No hay apenas elementos ficticios en Cristo de los 200.000 brazos. El poeta catalán se empeña en representar con exactitud la maquinaria represiva que había tras el aparente orden del campo y, sobre todo, las emociones y sensaciones de quienes estuvieron encerrados allí. El título de la novela ya nos previene de lo que nos vamos a encontrar en estas páginas, caracterizando al grueso de la población reclusa de Argelès, esos cien mil refugiados, como un descomunal Cristo crucificado en el arenal. «Ciudad de derrota», llama Bartra a ese campamento inhóspito y desprovisto de esperanza, donde la vida ha quedado detenida y todo lo que los prisioneros alcanzan a ver es signo de miseria y muerte. Una estricta disciplina militar organiza a los internos, que luchan cada día por la supervivencia. El viento de la tramontana y las gélidas temperaturas de aquel invierno se combaten, para los más afortunados, con cobertizos improvisados y tiendas de campaña hechas con mantas y los remiendos de los capotes; a otros, los últimos en llegar a Argelès, no les queda otra opción que cavar un hoyo en la arena helada y convertirlo en su lecho. En esa tierra de nadie, dice Bartra, campan a sus anchas el tifus, la disentería, la neumonía y la lepra, además de los castigos en los cuarteles, el pillaje y los abusos de los guardias, y hay quien elige adentrarse en el mar para no volver. Por si fuera poco, los antiguos conflictos ideológicos tampoco han quedado del otro lado de las alambradas y las divergencias políticas vuelven a estallar en el campo, propiciando enfrentamientos entre los prisioneros, que se echan en cara los unos a los otros las faltas de la guerra.

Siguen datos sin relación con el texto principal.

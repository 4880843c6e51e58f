//! Scene description: camera, lights, and the models to draw.

use crate::geometry::Model;
use crate::math::{transform, Mat4, Vec4};

/// The viewpoint. `rotation` uses the same Euler-angle convention as
/// [`Model`](crate::geometry::Model).
#[derive(Clone, Copy, Debug, Default)]
pub struct Camera {
    pub position: Vec4,
    pub rotation: Vec4,
}

/// Transform from world space into camera space: the world is translated
/// by the reverse of the camera position, then rotated by the reverse of
/// the camera rotation using the world ordering.
pub fn camera_transform(camera: &Camera) -> Mat4 {
    transform::rotation_world(
        -camera.rotation[0],
        -camera.rotation[1],
        -camera.rotation[2],
    ) * transform::translation(
        -camera.position[0],
        -camera.position[1],
        -camera.position[2],
    )
}

/// A light source. The kind decides which geometry feeds the per-vertex
/// intensity computation, so each kind carries only the payload it uses.
#[derive(Clone, Copy, Debug)]
pub enum Light {
    Ambient {
        intensity: f64,
    },
    Directional {
        intensity: f64,
        direction: Vec4,
    },
    Point {
        intensity: f64,
        position: Vec4,
    },
}

/// Everything the renderer needs for one frame.
#[derive(Debug)]
pub struct Scene<'a> {
    pub models: Vec<&'a Model<'a>>,
    pub lights: Vec<Light>,
    pub camera: Camera,
}
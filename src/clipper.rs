//! Generic polygon clipping against a half-space.
//!
//! One clip routine serves the near plane and all four screen edges; the
//! caller supplies what varies: a predicate deciding which side of the
//! boundary is kept, and an intersection functor producing the point where
//! an edge meets the boundary. The intersection functor also decides which
//! attribute set gets interpolated — camera-space attributes before
//! projection, divided-by-z companions after — so each stage closes over
//! the interpolation that is valid for its place in the pipeline.
//!
//! # Walking the perimeter
//!
//! For a triangle `v0, v1, v2`, each directed edge `(v_i, v_{i+1})` is
//! visited in order: an inside `v_i` is emitted, and whenever the edge
//! changes sides the boundary intersection is emitted. A triangle crosses
//! a half-space boundary an even number of times, so the emitted polygon
//! has 0, 3 or 4 vertices, and because emission follows the original
//! perimeter order, winding is preserved.
//!
//! A 4-vertex polygon is fan-triangulated as `(o0, o1, o2)` and
//! `(o0, o2, o3)`: consecutive perimeter vertices stay consecutive, which
//! again keeps the winding.

use crate::geometry::{Point, Triangle};

/// Clip every active triangle against one half-space.
///
/// The first output triangle reuses the source slot in `triangles`; a
/// second output is appended and its index joins the active set; a
/// clipped-away triangle leaves the active set. Slots of inactive
/// triangles are never touched, so indices held elsewhere stay valid for
/// the frame.
pub fn clip_triangles<'b, F, G>(
    triangles: &mut Vec<Triangle<'b>>,
    active: &mut Vec<usize>,
    in_region: F,
    intersect: G,
) where
    F: Fn(&Point) -> bool,
    G: Fn(&Point, &Point) -> Point,
{
    let mut retained = Vec::with_capacity(active.len());

    for &index in active.iter() {
        let source = triangles[index];

        let mut emitted = [Point::default(); 4];
        let mut count = 0;

        for edge in 0..3 {
            let from = source.points[edge];
            let to = source.points[(edge + 1) % 3];
            let from_inside = in_region(&from);

            if from_inside {
                emitted[count] = from;
                count += 1;
            }
            if from_inside != in_region(&to) {
                emitted[count] = intersect(&from, &to);
                count += 1;
            }
        }

        match count {
            3 => {
                triangles[index] = Triangle {
                    points: [emitted[0], emitted[1], emitted[2]],
                    bitmap: source.bitmap,
                };
                retained.push(index);
            }
            4 => {
                triangles[index] = Triangle {
                    points: [emitted[0], emitted[1], emitted[2]],
                    bitmap: source.bitmap,
                };
                retained.push(index);

                retained.push(triangles.len());
                triangles.push(Triangle {
                    points: [emitted[0], emitted[2], emitted[3]],
                    bitmap: source.bitmap,
                });
            }
            // 0: fully outside. 1 and 2 can only arise from degenerate
            // float behaviour on the boundary; such slivers have no area.
            _ => {}
        }
    }

    *active = retained;
}
//! Resource loading: meshes from OBJ text, textures from BMP files.

pub mod bitmap;
pub mod mesh;

pub use bitmap::{attach_texture, load_bitmap_from_file, parse_bitmap, Bitmap, BitmapLoadError, Rgba};
pub use mesh::{load_mesh_from_obj, parse_obj, MeshLoadError};
impl Renderer {
    /// Creates a renderer for the given field of view (radians) and aspect
    /// ratio (width over height).
    pub fn new(fov: f64, aspect_ratio: f64, far_plane_distance: f64) -> Self {
        Self {
            fov,
            aspect_ratio,
            view_plane_distance: 1.0 / fov.tan(),
            far_plane_distance,
            screen_left_bound: -1.0,
            screen_right_bound: 1.0,
            screen_top_bound: 1.0 / aspect_ratio,
            screen_bottom_bound: -1.0 / aspect_ratio,
            render_mode: RenderMode::default(),
        }
    }

    pub fn fov(&self) -> f64 {
        self.fov
    }

    pub fn aspect_ratio(&self) -> f64 {
        self.aspect_ratio
    }

    pub fn far_plane_distance(&self) -> f64 {
        self.far_plane_distance
    }

    pub fn render_mode(&self) -> RenderMode {
        self.render_mode
    }

    pub fn set_render_mode(&mut self, mode: RenderMode) {
        self.render_mode = mode;
    }

    /// Renders one frame. Returns once every visible fragment has been
    /// written to the surface's colour and depth buffers.
    pub fn render_scene<'a, S: Surface>(&self, surface: &mut S, scene: &Scene<'a>) {
        let mut triangles: Vec<Triangle<'a>> = Vec::new();
        let mut active: Vec<usize> = Vec::new();

        self.collect_triangles(&mut triangles, &mut active, scene);
        let collected = active.len();

        self.to_camera_space(&mut triangles, &active, &scene.camera);
        self.cull_back_faces(&triangles, &mut active);
        self.light_vertices(&mut triangles, &active, &scene.lights);
        self.clip_near_plane(&mut triangles, &mut active);
        self.project_triangles(&mut triangles, &active);
        self.clip_screen_bounds(&mut triangles, &mut active);
        self.to_pixel_space(&mut triangles, &active, surface.width(), surface.height());

        trace!(collected, rasterized = active.len(), "frame pipeline");

        self.rasterize(surface, &triangles, &active);
    }

    /// Stage 1: copy every model triangle into the frame's working set,
    /// transformed into world space.
    fn collect_triangles<'a>(
        &self,
        triangles: &mut Vec<Triangle<'a>>,
        active: &mut Vec<usize>,
        scene: &Scene<'a>,
    ) {
        for model in &scene.models {
            let matrix = model_transform(model);

            for triangle in &model.mesh.triangles {
                let mut copy = *triangle;
                for point in &mut copy.points {
                    point.pos = matrix * point.pos;
                }
                active.push(triangles.len());
                triangles.push(copy);
            }
        }
    }

    /// Stage 2: move every vertex into camera space.
    fn to_camera_space(&self, triangles: &mut [Triangle<'_>], active: &[usize], camera: &Camera) {
        let matrix: Mat4 = camera_transform(camera);

        for &index in active {
            for point in &mut triangles[index].points {
                point.pos = matrix * point.pos;
            }
        }
    }

    /// Stage 3: drop triangles facing away from the camera. In camera
    /// space the view direction is +z, so a face whose normal has positive
    /// z points away and cannot be seen.
    fn cull_back_faces(&self, triangles: &[Triangle<'_>], active: &mut Vec<usize>) {
        let view_dir = vec4(0.0, 0.0, 1.0, 0.0);

        active.retain(|&index| {
            let [p0, p1, p2] = triangles[index].points;
            let normal = (p1.pos - p0.pos).cross(p2.pos - p1.pos);
            normal.dot(view_dir) <= 0.0
        });
    }

    /// Stage 4: Gouraud lighting. Each light accumulates into the
    /// per-vertex intensity, clamped to [0, 1] at the end.
    fn light_vertices(&self, triangles: &mut [Triangle<'_>], active: &[usize], lights: &[Light]) {
        for &index in active {
            let triangle = &mut triangles[index];

            for light in lights {
                match *light {
                    Light::Ambient { intensity } => {
                        for point in &mut triangle.points {
                            point.i += intensity;
                        }
                    }
                    Light::Directional {
                        intensity,
                        direction,
                    } => {
                        let [p0, p1, p2] = triangle.points;
                        let normal = (p1.pos - p0.pos).cross(p2.pos - p0.pos).normalized();
                        let angle_intensity = normal.dot(direction.normalized());

                        for point in &mut triangle.points {
                            point.i += angle_intensity * intensity;
                        }
                    }
                    Light::Point {
                        intensity,
                        position,
                    } => {
                        for point in &mut triangle.points {
                            let direction = (point.pos - position).normalized();
                            let scale = direction.dot(point.pos.normalized());
                            point.i += scale * intensity;
                        }
                    }
                }
            }

            for point in &mut triangle.points {
                point.i = point.i.clamp(0.0, 1.0);
            }
        }
    }

    /// Stage 5: clip against the viewing plane `z = view_plane_distance`
    /// in 3D, interpolating the camera-space attribute set. The
    /// divided-by-z companions of inserted vertices are left at zero;
    /// projection overwrites them before anything reads them.
    fn clip_near_plane(&self, triangles: &mut Vec<Triangle<'_>>, active: &mut Vec<usize>) {
        let boundary = self.view_plane_distance;

        clip_triangles(
            triangles,
            active,
            move |point| point.pos[2] >= boundary,
            move |a, b| {
                let t = (boundary - a.pos[2]) / (b.pos[2] - a.pos[2]);
                lerp_camera_attributes(a, b, t)
            },
        );
    }

    /// Stage 6: perspective projection toward the viewing plane. x and y
    /// scale by `z_near / z`; z itself is preserved as the depth source,
    /// and the divided-by-z companions are populated here.
    fn project_triangles(&self, triangles: &mut [Triangle<'_>], active: &[usize]) {
        for &index in active {
            for point in &mut triangles[index].points {
                let z = point.pos[2];
                let scale = self.view_plane_distance / z;

                point.pos[0] *= scale;
                point.pos[1] *= scale;

                point.inv_z = 1.0 / z;
                point.i_div_z = point.i * point.inv_z;
                point.r_div_z = point.r * point.inv_z;
                point.g_div_z = point.g * point.inv_z;
                point.b_div_z = point.b * point.inv_z;
                point.tex_x_div_z = point.tex_x * point.inv_z;
                point.tex_y_div_z = point.tex_y * point.inv_z;
            }
        }
    }

    /// Stage 7: clip in 2D against the four screen bounds, interpolating
    /// position and the divided-by-z companions.
    fn clip_screen_bounds(&self, triangles: &mut Vec<Triangle<'_>>, active: &mut Vec<usize>) {
        self.clip_screen_edge(triangles, active, 0, self.screen_left_bound, true);
        self.clip_screen_edge(triangles, active, 0, self.screen_right_bound, false);
        self.clip_screen_edge(triangles, active, 1, self.screen_top_bound, false);
        self.clip_screen_edge(triangles, active, 1, self.screen_bottom_bound, true);
    }

    /// One screen-edge pass: keep the half-plane at or above `bound` on
    /// `axis` when `keep_greater`, at or below it otherwise.
    fn clip_screen_edge(
        &self,
        triangles: &mut Vec<Triangle<'_>>,
        active: &mut Vec<usize>,
        axis: usize,
        bound: f64,
        keep_greater: bool,
    ) {
        clip_triangles(
            triangles,
            active,
            move |point| {
                if keep_greater {
                    point.pos[axis] >= bound
                } else {
                    point.pos[axis] <= bound
                }
            },
            move |a, b| {
                let t = (bound - a.pos[axis]) / (b.pos[axis] - a.pos[axis]);
                lerp_screen_attributes(a, b, t)
            },
        );
    }

    /// Stage 8: map normalised screen coordinates to pixel coordinates,
    /// flipping y so increasing world y moves up the screen. Values are
    /// rounded to pixel centres but stored back as floats; rasterisation
    /// floors them.
    fn to_pixel_space(
        &self,
        triangles: &mut [Triangle<'_>],
        active: &[usize],
        width: i32,
        height: i32,
    ) {
        let x_range = self.screen_right_bound - self.screen_left_bound;
        let y_range = self.screen_top_bound - self.screen_bottom_bound;

        for &index in active {
            for point in &mut triangles[index].points {
                point.pos[0] = ((point.pos[0] - self.screen_left_bound) / x_range
                    * (width - 1) as f64)
                    .round();
                point.pos[1] = (height - 1) as f64
                    - ((point.pos[1] - self.screen_bottom_bound) / y_range
                        * (height - 1) as f64)
                        .round();
            }
        }
    }

    /// Stage 9: hand every surviving triangle to the rasteriser.
    fn rasterize<S: Surface>(
        &self,
        surface: &mut S,
        triangles: &[Triangle<'_>],
        active: &[usize],
    ) {
        for &index in active {
            let triangle = &triangles[index];
            let [a, b, c] = triangle.points.map(to_pixel_coord);

            match self.render_mode {
                RenderMode::Filled => draw_shaded_triangle(surface, a, b, c, triangle.bitmap),
                RenderMode::Wireframe => draw_wireframe_triangle(surface, a, b, c, 255, 255, 255),
            }
        }
    }
}
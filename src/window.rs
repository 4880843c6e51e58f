//! SDL2-backed render surface.
//!
//! SDL is used strictly for window management, input, and blitting the CPU
//! framebuffer to the screen through a streaming texture; no rendering
//! happens on the other side of this module.

use sdl2::event::Event;
use sdl2::keyboard::{Keycode, Scancode};
use sdl2::pixels::PixelFormatEnum;
use sdl2::rect::Rect;

use crate::surface::{Framebuffer, KeyState, KeySymbol, Surface};

pub struct Window {
    canvas: sdl2::render::Canvas<sdl2::video::Window>,
    // Field order matters: texture must drop before the creator it
    // borrows from.
    texture: sdl2::render::Texture<'static>,
    texture_creator: Box<sdl2::render::TextureCreator<sdl2::video::WindowContext>>,
    event_pump: sdl2::EventPump,
    framebuffer: Framebuffer,
    open: bool,
}

impl Window {
    pub fn new(title: &str, width: i32, height: i32) -> Result<Self, String> {
        let sdl_context = sdl2::init()?;
        let video_subsystem = sdl_context.video()?;

        let window = video_subsystem
            .window(title, width as u32, height as u32)
            .position_centered()
            .build()
            .map_err(|e| e.to_string())?;

        let canvas = window.into_canvas().build().map_err(|e| e.to_string())?;
        let texture_creator = Box::new(canvas.texture_creator());
        let event_pump = sdl_context.event_pump()?;

        // SAFETY: texture_creator is heap-allocated and lives as long as
        // Window; struct field order drops texture before texture_creator.
        let texture_creator_ref: &'static sdl2::render::TextureCreator<sdl2::video::WindowContext> =
            unsafe { &*(texture_creator.as_ref() as *const _) };
        let texture = texture_creator_ref
            .create_texture_streaming(PixelFormatEnum::ARGB8888, width as u32, height as u32)
            .map_err(|e| e.to_string())?;

        Ok(Self {
            canvas,
            texture,
            texture_creator,
            event_pump,
            framebuffer: Framebuffer::new(width, height),
            open: true,
        })
    }

    pub fn framebuffer_mut(&mut self) -> &mut Framebuffer {
        &mut self.framebuffer
    }
}

impl Surface for Window {
    fn width(&self) -> i32 {
        self.framebuffer.width()
    }

    fn height(&self) -> i32 {
        self.framebuffer.height()
    }

    fn handle_events(&mut self) -> bool {
        for event in self.event_pump.poll_iter() {
            match event {
                Event::Quit { .. }
                | Event::KeyDown {
                    keycode: Some(Keycode::Escape),
                    ..
                } => self.open = false,
                _ => {}
            }
        }
        self.open
    }

    fn is_open(&self) -> bool {
        self.open
    }

    fn close(&mut self) {
        self.open = false;
    }

    fn clear(&mut self) {
        self.framebuffer.clear();
    }

    fn present(&mut self) -> Result<(), String> {
        let width = self.framebuffer.width();
        let height = self.framebuffer.height();

        self.texture
            .update(None, self.framebuffer.as_bytes(), (width * 4) as usize)
            .map_err(|e| e.to_string())?;

        self.canvas.clear();
        self.canvas.copy(
            &self.texture,
            None,
            Some(Rect::new(0, 0, width as u32, height as u32)),
        )?;
        self.canvas.present();
        Ok(())
    }

    fn draw_pixel(&mut self, x: i32, y: i32, r: u8, g: u8, b: u8) {
        self.framebuffer.draw_pixel(x, y, r, g, b);
    }

    fn read_depth(&self, x: i32, y: i32) -> f32 {
        self.framebuffer.depth_at(x, y)
    }

    fn write_depth(&mut self, x: i32, y: i32, depth: f32) {
        self.framebuffer.set_depth(x, y, depth);
    }

    fn key_state(&self, key: KeySymbol) -> KeyState {
        let keyboard = self.event_pump.keyboard_state();
        if keyboard.is_scancode_pressed(scancode_for(key)) {
            KeyState::Down
        } else {
            KeyState::Up
        }
    }
}

fn scancode_for(key: KeySymbol) -> Scancode {
    match key {
        KeySymbol::Space => Scancode::Space,
        KeySymbol::ArrowLeft => Scancode::Left,
        KeySymbol::ArrowUp => Scancode::Up,
        KeySymbol::ArrowRight => Scancode::Right,
        KeySymbol::ArrowDown => Scancode::Down,
        KeySymbol::A => Scancode::A,
        KeySymbol::B => Scancode::B,
        KeySymbol::C => Scancode::C,
        KeySymbol::D => Scancode::D,
        KeySymbol::E => Scancode::E,
        KeySymbol::F => Scancode::F,
        KeySymbol::G => Scancode::G,
        KeySymbol::H => Scancode::H,
        KeySymbol::I => Scancode::I,
        KeySymbol::J => Scancode::J,
        KeySymbol::K => Scancode::K,
        KeySymbol::L => Scancode::L,
        KeySymbol::M => Scancode::M,
        KeySymbol::N => Scancode::N,
        KeySymbol::O => Scancode::O,
        KeySymbol::P => Scancode::P,
        KeySymbol::Q => Scancode::Q,
        KeySymbol::R => Scancode::R,
        KeySymbol::S => Scancode::S,
        KeySymbol::T => Scancode::T,
        KeySymbol::U => Scancode::U,
        KeySymbol::V => Scancode::V,
        KeySymbol::W => Scancode::W,
        KeySymbol::X => Scancode::X,
        KeySymbol::Y => Scancode::Y,
        KeySymbol::Z => Scancode::Z,
    }
}
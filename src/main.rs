//! Worlds demo: fly a first-person camera over a (optionally textured)
//! mesh.
//!
//! Usage: `softrast <mesh.obj> [texture.bmp]`
//!
//! Arrow keys steer yaw and pitch, Space flies forward along the view
//! direction, Escape quits.

use std::env;
use std::time::Duration;

use tracing::info;

use softrast::math::transform;
use softrast::prelude::*;

const WINDOW_WIDTH: i32 = 640;
const WINDOW_HEIGHT: i32 = 480;

const TURN_RATE: f64 = 0.01;
const FLY_SPEED: f64 = 0.5;

fn main() -> Result<(), String> {
    tracing_subscriber::fmt()
        .with_env_filter(
            tracing_subscriber::EnvFilter::try_from_default_env()
                .unwrap_or_else(|_| tracing_subscriber::EnvFilter::new("info")),
        )
        .init();

    let mut args = env::args().skip(1);
    let mesh_path = args.next().unwrap_or_else(|| "assets/world.obj".to_string());
    let texture_path = args.next();

    let bitmap = texture_path
        .map(load_bitmap_from_file)
        .transpose()
        .map_err(|e| e.to_string())?;

    let mut mesh = load_mesh_from_obj(&mesh_path).map_err(|e| e.to_string())?;
    if let Some(bitmap) = &bitmap {
        attach_texture(&mut mesh, bitmap);
    }
    info!(
        mesh = %mesh_path,
        triangles = mesh.triangles.len(),
        textured = bitmap.is_some(),
        "scene ready"
    );

    let model = Model {
        mesh: &mesh,
        position: vec4(0.0, -2.0, 10.0, 1.0),
        scale: vec4(1.0, 1.0, 1.0, 0.0),
        rotation: vec4(0.0, 0.0, 0.0, 0.0),
    };

    let lights = vec![
        Light::Ambient { intensity: 0.5 },
        Light::Directional {
            intensity: 0.5,
            direction: vec4(1.0, -2.0, -1.0, 0.0),
        },
    ];

    let mut window = Window::new("Worlds", WINDOW_WIDTH, WINDOW_HEIGHT)?;
    let renderer = Renderer::new(
        45.0_f64.to_radians(),
        WINDOW_WIDTH as f64 / WINDOW_HEIGHT as f64,
        1000.0,
    );

    let mut camera = Camera::default();

    while window.is_open() {
        if !window.handle_events() {
            break;
        }

        if window.key_state(KeySymbol::ArrowLeft) == KeyState::Down {
            camera.rotation[1] += TURN_RATE;
        }
        if window.key_state(KeySymbol::ArrowRight) == KeyState::Down {
            camera.rotation[1] -= TURN_RATE;
        }
        if window.key_state(KeySymbol::ArrowUp) == KeyState::Down {
            camera.rotation[0] += TURN_RATE;
        }
        if window.key_state(KeySymbol::ArrowDown) == KeyState::Down {
            camera.rotation[0] -= TURN_RATE;
        }
        if window.key_state(KeySymbol::Space) == KeyState::Down {
            // Fly along the camera's forward direction.
            let forward = transform::rotation_world(
                camera.rotation[0],
                camera.rotation[1],
                camera.rotation[2],
            ) * vec4(0.0, 0.0, 1.0, 0.0);
            camera.position = camera.position + forward * FLY_SPEED;
        }

        let scene = Scene {
            models: vec![&model],
            lights: lights.clone(),
            camera,
        };

        window.clear();
        renderer.render_scene(&mut window, &scene);
        window.present()?;

        std::thread::sleep(Duration::from_millis(16));
    }

    Ok(())
}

Bartra describió con precisión y crudeza la vida en el campo de Argelès y, si bien es fácil percibir en sus páginas la denuncia de una situación que denigraba la condición humana, también hay una voluntad por mostrar hasta qué punto puede el hombre superar la postración y aferrarse a la esperanza en las condiciones más duras. La historia de camaradería que hay en esta novela, protagonizada por el propio Bartra y otros tres compañeros inspirados en amigos del autor que llegaron con él a Argelès, es un canto a la solidaridad y fraternidad. Cuatro hombres que luchan desesperadamente por sobrevivir, entreteniéndose, por ejemplo, en crear una chabola con los desperdicios que van encontrando en la playa y que se acabará convirtiendo en símbolo de su amistad, o en contarse los unos a los otros pequeñas historias que permitan aliviar la tensión y la congoja de la rutina en el campo, apuntando episodios de la vida anterior a la guerra y en los que cada uno de los personajes recupera parte de su identidad. Bartra, con una prosa bellísima y de una delicadeza conmovedora, entreteje a partir de esos breves relatos intercalados una memoria personal para los cuatro amigos capaz de romper con los límites que impone el espacio donde se encuentran y, a su vez, traer al vacío de su existencia una luz de la que extraer la fortaleza necesaria para encarar el futuro. Esa victoria de las pequeñas cosas, de lo que se mueve en los márgenes de una realidad atroz y miserable nos habla del invencible afán del ser humano por superar los estragos del tiempo, el fracaso y la amenaza de la muerte. Al final de la novela, solo Bartra conseguirá abandonar el campo; los demás esperarán allí una liberación que, a medida que pasan los meses y mientras la realidad europea se va volviendo más tenebrosa, se antoja aún más lejana. Pero, como dice uno de los personajes, nada importa si la historia de Argelès es contada, si las vivencias de quienes estuvieron allí son transmitidas e ingresan en un relato común, convertidas en «testimonio palpitante y conmovedor de uno en quien no olvidar es la central militancia de su alma». Cristo de los 200.000 brazos es ese testimonio.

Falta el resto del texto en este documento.